I ultimately decided to travel the seasonal route and to repeat a dessert I’d made a few nights earlier at the same dinner party where I’d made that heirloom tomato salad. (You could look at this two ways: (1) I was lazy and just made all the same stuff again, or (2) I was so determined to succeed for David I used the first dinner party as a trial run for David’s dinner.)

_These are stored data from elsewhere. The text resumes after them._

//! Fixed-chunk arenas with best-fit selection for chunkpool.
//!
//! Provides a small, fixed set of preallocated byte arenas, each divided
//! into equal-size chunks, and the logic that routes a byte request to one
//! of them. Nothing here knows about element types; the `chunkpool` crate
//! layers a typed allocator on top.
//!
//! # Architecture
//!
//! ```text
//! ArenaSet (selection + run search + pointer resolution)
//! └── Arena × N (fixed at construction, construction order preserved)
//!     ├── Vec<Block> (16-byte aligned backing bytes)
//!     └── Box<[bool]> (one occupancy flag per chunk)
//! ```
//!
//! # Failure model
//!
//! Exhaustion is a hard failure. There is no growth, no compaction and no
//! fallback to the system heap: a request that no arena can serve returns
//! [`PoolError::OutOfMemory`]. Every operation either completes or leaves
//! the arenas untouched.
//!
//! # Threading
//!
//! Single-threaded only. [`Arena`] holds a raw base pointer and is neither
//! `Send` nor `Sync`.

#![deny(missing_docs)]
#![deny(rustdoc::broken_intra_doc_links)]
#![deny(unsafe_code)]

pub mod arena;
pub mod config;
pub mod error;
pub mod handle;
pub mod set;
pub mod stats;

// Public re-exports for the primary API surface.
pub use arena::{Arena, MAX_ALIGN};
pub use config::{ArenaLayout, PoolConfig, SelectionPolicy};
pub use error::PoolError;
pub use handle::ChunkRun;
pub use set::ArenaSet;
pub use stats::{ArenaStats, PoolStats};
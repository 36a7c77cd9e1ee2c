//! Chunk run descriptors.
//!
//! A [`ChunkRun`] records where a carve-out landed: which arena, which
//! chunks, and the address of its first byte.

use std::fmt;
use std::ptr::NonNull;

/// A contiguous run of chunks inside one arena.
///
/// Returned by [`ArenaSet::allocate`](crate::ArenaSet::allocate) for a new
/// run and by [`ArenaSet::deallocate`](crate::ArenaSet::deallocate) for the
/// run that was released. The run does not own the memory it points at.
#[derive(Clone, Copy, Debug, PartialEq, Eq)]
#[must_use]
pub struct ChunkRun {
    /// Index of the arena in construction order.
    pub(crate) arena: usize,
    /// Index of the first chunk of the run.
    pub(crate) first_chunk: usize,
    /// Number of chunks in the run.
    pub(crate) chunks: usize,
    /// Chunk size of the owning arena, in bytes.
    pub(crate) chunk_size: usize,
    /// First byte of the run.
    pub(crate) ptr: NonNull<u8>,
}

impl ChunkRun {
    /// Index of the owning arena in construction order.
    pub fn arena(&self) -> usize {
        self.arena
    }

    /// Index of the first chunk.
    pub fn first_chunk(&self) -> usize {
        self.first_chunk
    }

    /// Number of chunks covered.
    pub fn chunks(&self) -> usize {
        self.chunks
    }

    /// Byte offset of the run from the start of its arena buffer.
    pub fn byte_offset(&self) -> usize {
        self.first_chunk * self.chunk_size
    }

    /// Bytes covered by the run (whole chunks).
    pub fn len_bytes(&self) -> usize {
        self.chunks * self.chunk_size
    }

    /// Pointer to the first byte of the run.
    pub fn as_ptr(&self) -> NonNull<u8> {
        self.ptr
    }

    /// Address of the first byte of the run.
    pub fn address(&self) -> usize {
        self.ptr.as_ptr() as usize
    }

    /// Whether two runs share at least one chunk.
    pub fn overlaps(&self, other: &ChunkRun) -> bool {
        self.arena == other.arena
            && self.first_chunk < other.first_chunk + other.chunks
            && other.first_chunk < self.first_chunk + self.chunks
    }
}

impl fmt::Display for ChunkRun {
    fn fmt(&self, f: &mut fmt::Formatter<'_>) -> fmt::Result {
        write!(
            f,
            "ChunkRun(arena={}, chunks={}..{}, addr={:#x})",
            self.arena,
            self.first_chunk,
            self.first_chunk + self.chunks,
            self.address()
        )
    }
}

The dessert in question was a nectarine cake I blogged about last year (click here for that post and the full recipe.) It’s a truly simple recipe: you make a batter with butter, sugar, eggs, vanilla extract and almond extract, spread the batter in a springform pan, slice two nectarines and neatly place the slices around the top and then sprinkle everything with nutmeg and sugar. You bake and out it comes looking beautiful:
Now at Dinner Party #1, for my friends Jeffery and Cole (whose show, “Jeffery & Cole Casserole” is currently in Season 2 on Logo: don’t miss it tonight) not only did I present the nectarine cake with whipped cream, I made it interactive (i.e.: I made the guests do the work). Here’s Cole whipping cream by hand:
At Dinner Party #2, I asked David, the dessert guru, if he had a favorite method for whipping cream. “Don’t,” he said, matter-of-factly. It turns out that David feels about whipped cream the same way he feels about squid: he finds it icky. And when I offered to powder his cake with sugar, David refused that too. “I just like my desserts plain.” So plain is how he got it:
Personally, I prefer it with whipped cream: I think it adds extra richness. But the cake itself is lovely and light and a good, refreshing ender to a summery meal. (I didn’t tell you the major difference between the two dinner parties: Jeffery & Cole’s entree was leg of lamb and David’s entree was homemade lobster rolls.)